À Norman Malcolm, qui, malgré les avertissements de Wittgenstein, commençait une carrière philosophique à Princeton :
Seul un miracle vous permettra d'enseigner honnêtement la philosophie" (lettre du 3-10-1940)

Commentaires

1. Le dimanche 3 avril 2011, 21:56 par herve
On peut entendre cette phrase de deux façons :
- soit Wittgenstein estimait que Malcolm était tellement nul et non avenu en philosophie que seul un miracle lui permettrait de l'enseigner correctement,
- soit Wittgenstein pensait que, quel que soit l'individu, s'il enseigne correctement la philosophie, ce n'est que par miracle, par un "effet essentiellement secondaire" selon l'expression de Jon Elster.
"Certains états mentaux et sociaux semblent avoir pour propriété de ne pouvoir se réaliser qu'en tant qu'effets secondaires d'actions entreprises à d'autres fins." (Jon Elster, Le laboureur et ses enfants, p. 17)
Il s'agirait de miracle, car ces effets sont inattendus et _donnés_. Par qui ? Ne nous hâtons pas de trouver un complément d'agent du passif à ce qu'il convient d'appeler une grâce...
"On dit que les bonnes choses de la vie sont gratuites : en fait, on pourrait dire que les bonnes choses de la vie sont des effets essentiellement secondaires.
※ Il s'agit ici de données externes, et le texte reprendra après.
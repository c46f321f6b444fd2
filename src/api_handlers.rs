// src/api_handlers.rs
// HTTP handlers for the host API and the read-only public view.

use std::sync::Arc;

use axum::{
    Json as JsonExtractor,
    extract::{Path, Query, State},
    http::StatusCode,
    response::{IntoResponse, Json, Response},
};
use chrono::{DateTime, Utc};
use serde::{Deserialize, Serialize};

use crate::defs::GRID_CELLS;
use crate::error::GameError;
use crate::game::{GameDoc, GameSession, GameStatus};
use crate::logging::{log_error, log_info};
use crate::pattern::{PatternDoc, PatternKind};
use crate::planner::{self, EventDoc, Transaction};
use crate::server::AppState;
use crate::store::resolve_pattern;
use crate::verify::verify_card;

// Response structures for JSON serialization
#[derive(serde::Serialize)]
pub struct ErrorResponse {
    pub error: String,
}

// Custom error type for handlers
#[derive(Debug)]
pub struct ApiError {
    pub status: StatusCode,
    pub message: String,
}

impl IntoResponse for ApiError {
    fn into_response(self) -> Response {
        let error_response = ErrorResponse { error: self.message };
        (self.status, Json(error_response)).into_response()
    }
}

impl ApiError {
    pub fn new(status: StatusCode, message: impl Into<String>) -> Self {
        Self { status, message: message.into() }
    }
}

impl From<GameError> for ApiError {
    fn from(err: GameError) -> Self {
        let status = match &err {
            GameError::InvalidBall(_) => StatusCode::BAD_REQUEST,
            GameError::DuplicateBall(_) => StatusCode::CONFLICT,
            GameError::ExhaustedPool => StatusCode::CONFLICT,
            GameError::InvalidState { .. } => StatusCode::CONFLICT,
            GameError::NotFound(_) => StatusCode::NOT_FOUND,
            GameError::Persistence(_) => StatusCode::INTERNAL_SERVER_ERROR,
        };
        ApiError::new(status, err.to_string())
    }
}

// ============================================================================
// Events & planning
// ============================================================================

#[derive(Deserialize)]
#[serde(rename_all = "camelCase")]
pub struct CreateEventRequest {
    pub name: String,
    pub location: String,
    pub date: DateTime<Utc>,
    pub total_prize_pool: f64,
    /// One planned game per pattern id, in play order.
    pub pattern_ids: Vec<String>,
}

#[derive(Serialize)]
pub struct CreateEventResponse {
    pub event: EventDoc,
    pub games: Vec<GameDoc>,
}

pub async fn handle_create_event(
    State(app_state): State<Arc<AppState>>,
    JsonExtractor(request): JsonExtractor<CreateEventRequest>,
) -> Result<Json<CreateEventResponse>, ApiError> {
    if request.pattern_ids.is_empty() {
        return Err(ApiError::new(StatusCode::BAD_REQUEST, "an event needs at least one game"));
    }

    let (event, games) = planner::plan_event(
        app_state.store.as_ref(),
        &request.name,
        &request.location,
        request.date,
        request.total_prize_pool,
        &request.pattern_ids,
    )?;

    log_info(&format!(
        "Created event '{}' ({}) with {} planned games",
        event.name,
        event.id,
        games.len()
    ));
    Ok(Json(CreateEventResponse { event, games }))
}

pub async fn handle_get_event(
    Path(event_id): Path<String>,
    State(app_state): State<Arc<AppState>>,
) -> Result<Json<EventDoc>, ApiError> {
    Ok(Json(app_state.store.get_event(&event_id)?))
}

pub async fn handle_event_games(
    Path(event_id): Path<String>,
    State(app_state): State<Arc<AppState>>,
) -> Result<Json<Vec<GameDoc>>, ApiError> {
    // Verify the event exists so a bad id yields 404 rather than [].
    app_state.store.get_event(&event_id)?;
    Ok(Json(app_state.store.list_event_games(&event_id)?))
}

#[derive(Deserialize)]
#[serde(rename_all = "camelCase")]
pub struct TransactionRequest {
    pub item_type: String,
    pub quantity: u32,
    pub price: f64,
    #[serde(default)]
    pub notes: String,
}

pub async fn handle_add_transaction(
    Path(event_id): Path<String>,
    State(app_state): State<Arc<AppState>>,
    JsonExtractor(request): JsonExtractor<TransactionRequest>,
) -> Result<Json<EventDoc>, ApiError> {
    let mut event = app_state.store.get_event(&event_id)?;
    event.transactions.push(Transaction::new(
        &request.item_type,
        request.quantity,
        request.price,
        &request.notes,
    ));
    app_state.store.save_event(&event)?;

    log_info(&format!(
        "Recorded {}x '{}' sale on event '{event_id}'",
        request.quantity, request.item_type
    ));
    Ok(Json(event))
}

// ============================================================================
// Patterns
// ============================================================================

#[derive(Serialize)]
#[serde(rename_all = "camelCase")]
pub struct PatternEntry {
    pub id: String,
    pub name: String,
    pub description: String,
    pub difficulty: u8,
    pub is_custom: bool,
}

pub async fn handle_list_patterns(
    State(app_state): State<Arc<AppState>>,
) -> Result<Json<Vec<PatternEntry>>, ApiError> {
    let mut patterns: Vec<PatternEntry> = PatternKind::ALL
        .iter()
        .map(|kind| PatternEntry {
            id: kind.id().to_string(),
            name: kind.name().to_string(),
            description: kind.description().to_string(),
            difficulty: kind.difficulty(),
            is_custom: false,
        })
        .collect();

    for doc in app_state.store.list_patterns()? {
        patterns.push(PatternEntry {
            id: doc.id.clone(),
            difficulty: doc.difficulty(),
            name: doc.name,
            description: doc.description,
            is_custom: true,
        });
    }
    Ok(Json(patterns))
}

#[derive(Deserialize)]
#[serde(rename_all = "camelCase")]
pub struct CreatePatternRequest {
    pub name: String,
    #[serde(default)]
    pub description: String,
    pub grid: Vec<bool>,
    pub difficulty: Option<u8>,
    #[serde(default)]
    pub created_by: String,
}

pub async fn handle_create_pattern(
    State(app_state): State<Arc<AppState>>,
    JsonExtractor(request): JsonExtractor<CreatePatternRequest>,
) -> Result<Json<PatternDoc>, ApiError> {
    if request.grid.len() != GRID_CELLS {
        return Err(ApiError::new(
            StatusCode::BAD_REQUEST,
            format!("pattern grid must have exactly {GRID_CELLS} cells"),
        ));
    }
    if request.name.trim().is_empty() {
        return Err(ApiError::new(StatusCode::BAD_REQUEST, "pattern name is required"));
    }

    let pattern = app_state.store.insert_pattern(PatternDoc {
        id: String::new(),
        name: request.name,
        description: request.description,
        grid: request.grid,
        difficulty: request.difficulty,
        created_by: request.created_by,
        created_at: Some(Utc::now()),
    })?;

    log_info(&format!("Saved custom pattern '{}' ({})", pattern.name, pattern.id));
    Ok(Json(pattern))
}

// ============================================================================
// Games
// ============================================================================

#[derive(Deserialize)]
#[serde(rename_all = "camelCase")]
pub struct CreateGameRequest {
    pub event_id: String,
    pub game_number: u32,
    pub pattern_id: String,
    #[serde(default)]
    pub prize: String,
}

pub async fn handle_create_game(
    State(app_state): State<Arc<AppState>>,
    JsonExtractor(request): JsonExtractor<CreateGameRequest>,
) -> Result<Json<GameDoc>, ApiError> {
    let event = app_state.store.get_event(&request.event_id)?;
    let info = planner::pattern_info(app_state.store.as_ref(), &request.pattern_id)?;

    let game = app_state.store.insert_game(GameDoc::new(
        &event.id,
        &event.name,
        request.game_number,
        &request.pattern_id,
        &info.name,
        &info.description,
        info.difficulty,
        &request.prize,
    ))?;

    log_info(&format!(
        "Created game #{} ({}) for event '{}' with pattern '{}'",
        game.game_number, game.id, event.name, game.pattern_name
    ));
    Ok(Json(game))
}

#[derive(Deserialize)]
pub struct GamesQuery {
    pub status: Option<String>,
}

pub async fn handle_list_games(
    State(app_state): State<Arc<AppState>>,
    Query(query): Query<GamesQuery>,
) -> Result<Json<Vec<GameDoc>>, ApiError> {
    let status = match query.status.as_deref() {
        None => None,
        Some("ready") => Some(GameStatus::Ready),
        Some("in_progress") => Some(GameStatus::InProgress),
        Some("paused") => Some(GameStatus::Paused),
        Some("completed") => Some(GameStatus::Completed),
        Some(other) => {
            return Err(ApiError::new(StatusCode::BAD_REQUEST, format!("unknown status '{other}'")));
        }
    };
    Ok(Json(app_state.store.list_games(status)?))
}

pub async fn handle_get_game(
    Path(game_id): Path<String>,
    State(app_state): State<Arc<AppState>>,
) -> Result<Json<GameDoc>, ApiError> {
    Ok(Json(app_state.store.get_game(&game_id)?))
}

pub async fn handle_start_game(
    Path(game_id): Path<String>,
    State(app_state): State<Arc<AppState>>,
) -> Result<Json<GameDoc>, ApiError> {
    let session = GameSession::new(app_state.store.clone(), &game_id);
    let game = session.start()?;
    log_info(&format!("Game '{game_id}' started"));
    Ok(Json(game))
}

pub async fn handle_pause_game(
    Path(game_id): Path<String>,
    State(app_state): State<Arc<AppState>>,
) -> Result<Json<GameDoc>, ApiError> {
    let session = GameSession::new(app_state.store.clone(), &game_id);
    let game = session.pause()?;
    log_info(&format!("Game '{game_id}' paused"));
    Ok(Json(game))
}

#[derive(Serialize)]
#[serde(rename_all = "camelCase")]
pub struct DrawResponse {
    pub ball: String,
    pub balls_drawn: usize,
    pub balls_remaining: usize,
}

pub async fn handle_draw(
    Path(game_id): Path<String>,
    State(app_state): State<Arc<AppState>>,
) -> Result<Json<DrawResponse>, ApiError> {
    let session = GameSession::new(app_state.store.clone(), &game_id);
    let ball = session.draw_ball().map_err(|e| {
        log_error(&format!("Draw failed for game '{game_id}': {e}"));
        ApiError::from(e)
    })?;
    let game = session.load()?;

    log_info(&format!("Game '{game_id}': drew {ball} ({}/75)", game.drawn_balls.len()));
    Ok(Json(DrawResponse {
        ball: ball.label(),
        balls_drawn: game.drawn_balls.len(),
        balls_remaining: crate::defs::TOTALBALLS - game.drawn_balls.len(),
    }))
}

pub async fn handle_draw_manual(
    Path((game_id, label)): Path<(String, String)>,
    State(app_state): State<Arc<AppState>>,
) -> Result<Json<DrawResponse>, ApiError> {
    let session = GameSession::new(app_state.store.clone(), &game_id);
    let ball = session.draw_manual(&label).map_err(|e| {
        log_error(&format!("Manual draw '{label}' failed for game '{game_id}': {e}"));
        ApiError::from(e)
    })?;
    let game = session.load()?;

    log_info(&format!("Game '{game_id}': manually recorded {ball}"));
    Ok(Json(DrawResponse {
        ball: ball.label(),
        balls_drawn: game.drawn_balls.len(),
        balls_remaining: crate::defs::TOTALBALLS - game.drawn_balls.len(),
    }))
}

#[derive(Deserialize)]
#[serde(rename_all = "camelCase")]
pub struct EndGameRequest {
    pub pot_amount: f64,
    pub winner_count: u32,
    #[serde(default)]
    pub winner_names: Vec<String>,
}

pub async fn handle_end_game(
    Path(game_id): Path<String>,
    State(app_state): State<Arc<AppState>>,
    JsonExtractor(request): JsonExtractor<EndGameRequest>,
) -> Result<Json<GameDoc>, ApiError> {
    let session = GameSession::new(app_state.store.clone(), &game_id);
    let game = session.end(request.pot_amount, request.winner_count, request.winner_names)?;

    log_info(&format!(
        "Game '{game_id}' completed: pot {:.2}, {} winner(s), payout {:.2} each, rounding loss {:.2}",
        request.pot_amount,
        request.winner_count,
        game.actual_payout_per_winner.unwrap_or(0.0),
        game.rounding_loss.unwrap_or(0.0)
    ));
    Ok(Json(game))
}

// ============================================================================
// Card verification
// ============================================================================

#[derive(Deserialize)]
#[serde(rename_all = "camelCase")]
pub struct VerifyRequest {
    pub verification_code: String,
    /// 25 row-major cell values, null for unfilled cells and the free space.
    pub card: Vec<Option<u8>>,
}

#[derive(Serialize)]
#[serde(rename_all = "camelCase")]
pub struct VerifyResponse {
    pub is_winner: bool,
    pub marked: Vec<bool>,
    pub game_id: String,
    pub event_name: String,
    pub game_number: u32,
    pub pattern_name: String,
}

pub async fn handle_verify(
    State(app_state): State<Arc<AppState>>,
    JsonExtractor(request): JsonExtractor<VerifyRequest>,
) -> Result<Json<VerifyResponse>, ApiError> {
    if request.card.len() != GRID_CELLS {
        return Err(ApiError::new(
            StatusCode::BAD_REQUEST,
            format!("card must have exactly {GRID_CELLS} cells"),
        ));
    }

    let game = app_state.store.find_game_by_code(&request.verification_code)?;
    let pattern = resolve_pattern(app_state.store.as_ref(), &game.pattern_id)?;

    let mut card = [None; GRID_CELLS];
    card.copy_from_slice(&request.card);
    let result = verify_card(&card, &game.drawn_balls, &pattern);

    log_info(&format!(
        "Verified card against game '{}' ({}): {}",
        game.id,
        game.pattern_name,
        if result.is_winner { "WINNER" } else { "not a winner" }
    ));
    Ok(Json(VerifyResponse {
        is_winner: result.is_winner,
        marked: result.marked.to_vec(),
        game_id: game.id,
        event_name: game.event_name,
        game_number: game.game_number,
        pattern_name: game.pattern_name,
    }))
}

// ============================================================================
// Public view
// ============================================================================

/// The reduced document served to second-screen displays: live game state
/// without payout details or host controls.
#[derive(Serialize)]
#[serde(rename_all = "camelCase")]
pub struct PublicGameView {
    pub game_number: u32,
    pub event_name: String,
    pub pattern_name: String,
    pub pattern_description: String,
    pub prize: String,
    pub status: GameStatus,
    pub drawn_balls: Vec<String>,
    pub last_ball: Option<String>,
    pub balls_drawn: usize,
    pub elapsed_seconds: i64,
}

impl PublicGameView {
    pub fn from_game(game: &GameDoc) -> Self {
        PublicGameView {
            game_number: game.game_number,
            event_name: game.event_name.clone(),
            pattern_name: game.pattern_name.clone(),
            pattern_description: game.pattern_description.clone(),
            prize: game.prize.clone(),
            status: game.status,
            drawn_balls: game.drawn_balls.iter().map(|b| b.label()).collect(),
            last_ball: game.drawn_balls.last().map(|b| b.label()),
            balls_drawn: game.drawn_balls.len(),
            elapsed_seconds: game.elapsed_seconds(Utc::now()),
        }
    }
}

pub async fn handle_public_view(
    Path(game_id): Path<String>,
    State(app_state): State<Arc<AppState>>,
) -> Result<Json<PublicGameView>, ApiError> {
    let game = app_state.store.get_game(&game_id)?;
    Ok(Json(PublicGameView::from_game(&game)))
}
Comme le suggère Albert Hirschman dans ses travaux récents, cela pourrait être dû au fait que les effets secondaires n'ont pas de "potentiel de désillusion", puisque nous n'en attendons rien pour commencer." (Jon Elster, op. cit. p. 98)
2. Le lundi 4 avril 2011, 11:40 par Philalèthe
Bonjour Hervé !
Certes logiquement on peut comprendre la phrase comme adressée au seul Norman, mais vue l'habitude qu'avait Wittgenstein de dissuader ses élèves de se lancer dans des carrières philosophiques, on peut à bon droit donner à cet avertissement une portée générale.
Quant à honnêtement, vous le remplacez par correctement, ce qui ne va pas de soi : on peut faire x correctement (efficacement) mais pas honnêtement et inversement.
Correctement suggère que le miracle est dans la réception (l'élève comprend ce qu'est la philosophie grâce à l'enseignement).
Honnêtement laisse penser que le miracle est dans l'émission (on reste intègre, honnête en enseignant la philosophie).
On peut alors se demander s'il est vraiment requis d'éclairer le passage par le concept d'effets qui ne deviennent réels que s'ils ne sont pas intentionnels. Cela voudrait donc dire qu'on ne parvient vraiment à enseigner la philosophie que si on ne veut pas l'enseigner. Mais dans ce cas, ne devrait-on pas soutenir que c'est strictement impossible d'enseigner la philosophie correctement (si on accepte votre substitution) ? Je crois que ça se défend si on pense à la morale : c'est impossible d'enseigner la morale en la disant, on la montre par notre manière d'être.
Ceci dit et si on remplace correctement par honnêtement, l'idée - une parmi d'autres bien sûr - ne pourrait-elle pas être qu'à enseigner la philosophie comme il est habituel de le faire (exposé des systèmes contradictoires) on n'est pas en mesure d'avoir l'intégrité morale qui va de pair chez Wittgenstein avec l'élucidation théorique des problèmes philosophiques ?
Je le répète : c'est une hypothèse que je pourrai faire dans une conversation mais qui dans nos conversations écrites court le risque de passer pour beaucoup plus assurée qu'elle n'est

jeudi 31 mars 2011

L'enseignement de la philosophie, entre non-sens et exhortation ?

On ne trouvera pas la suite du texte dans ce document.